Saved data entries:
+ + + +
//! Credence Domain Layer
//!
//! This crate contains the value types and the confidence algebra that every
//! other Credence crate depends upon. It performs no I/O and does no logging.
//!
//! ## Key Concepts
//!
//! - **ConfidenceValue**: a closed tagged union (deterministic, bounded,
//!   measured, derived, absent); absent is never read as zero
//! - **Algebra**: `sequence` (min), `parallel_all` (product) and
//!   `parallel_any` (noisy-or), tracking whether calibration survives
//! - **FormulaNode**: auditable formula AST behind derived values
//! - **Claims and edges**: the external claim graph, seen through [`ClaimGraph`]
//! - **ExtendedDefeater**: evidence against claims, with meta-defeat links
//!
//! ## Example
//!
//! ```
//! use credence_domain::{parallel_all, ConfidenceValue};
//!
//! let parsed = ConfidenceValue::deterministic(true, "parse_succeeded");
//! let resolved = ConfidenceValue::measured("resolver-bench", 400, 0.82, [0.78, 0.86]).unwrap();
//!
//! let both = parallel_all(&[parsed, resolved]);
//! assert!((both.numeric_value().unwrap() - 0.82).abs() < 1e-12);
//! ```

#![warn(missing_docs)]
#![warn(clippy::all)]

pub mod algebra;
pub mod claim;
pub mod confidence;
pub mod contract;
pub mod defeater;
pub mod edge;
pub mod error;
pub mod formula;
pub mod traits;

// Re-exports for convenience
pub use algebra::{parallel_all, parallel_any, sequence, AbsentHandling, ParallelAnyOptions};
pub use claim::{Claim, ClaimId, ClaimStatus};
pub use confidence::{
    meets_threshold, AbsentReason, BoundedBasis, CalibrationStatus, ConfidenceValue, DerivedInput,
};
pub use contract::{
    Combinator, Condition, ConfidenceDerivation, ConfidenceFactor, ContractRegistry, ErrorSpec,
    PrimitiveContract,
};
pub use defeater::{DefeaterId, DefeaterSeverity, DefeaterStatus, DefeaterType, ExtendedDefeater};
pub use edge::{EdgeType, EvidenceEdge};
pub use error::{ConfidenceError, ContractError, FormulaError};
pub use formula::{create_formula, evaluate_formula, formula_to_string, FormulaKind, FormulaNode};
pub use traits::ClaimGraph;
+ + + +
Exercise brief:
All of the records are to be reproduced exactly as they were given.

Final answer:
//! Credence Domain Layer
//!
//! This crate contains the value types and the confidence algebra that every
//! other Credence crate depends upon. It performs no I/O and does no logging.
//!
//! ## Key Concepts
//!
//! - **ConfidenceValue**: a closed tagged union (deterministic, bounded,
//!   measured, derived, absent); absent is never read as zero
//! - **Algebra**: `sequence` (min), `parallel_all` (product) and
//!   `parallel_any` (noisy-or), tracking whether calibration survives
//! - **FormulaNode**: auditable formula AST behind derived values
//! - **Claims and edges**: the external claim graph, seen through [`ClaimGraph`]
//! - **ExtendedDefeater**: evidence against claims, with meta-defeat links
//!
//! ## Example
//!
//! ```
//! use credence_domain::{parallel_all, ConfidenceValue};
//!
//! let parsed = ConfidenceValue::deterministic(true, "parse_succeeded");
//! let resolved = ConfidenceValue::measured("resolver-bench", 400, 0.82, [0.78, 0.86]).unwrap();
//!
//! let both = parallel_all(&[parsed, resolved]);
//! assert!((both.numeric_value().unwrap() - 0.82).abs() < 1e-12);
//! ```

#![warn(missing_docs)]
#![warn(clippy::all)]

pub mod algebra;
pub mod claim;
pub mod confidence;
pub mod contract;
pub mod defeater;
pub mod edge;
pub mod error;
pub mod formula;
pub mod traits;

// Re-exports for convenience
pub use algebra::{parallel_all, parallel_any, sequence, AbsentHandling, ParallelAnyOptions};
pub use claim::{Claim, ClaimId, ClaimStatus};
pub use confidence::{
    meets_threshold, AbsentReason, BoundedBasis, CalibrationStatus, ConfidenceValue, DerivedInput,
};
pub use contract::{
    Combinator, Condition, ConfidenceDerivation, ConfidenceFactor, ContractRegistry, ErrorSpec,
    PrimitiveContract,
};
pub use defeater::{DefeaterId, DefeaterSeverity, DefeaterStatus, DefeaterType, ExtendedDefeater};
pub use edge::{EdgeType, EvidenceEdge};
pub use error::{ConfidenceError, ContractError, FormulaError};
pub use formula::{create_formula, evaluate_formula, formula_to_string, FormulaKind, FormulaNode};
pub use traits::ClaimGraph;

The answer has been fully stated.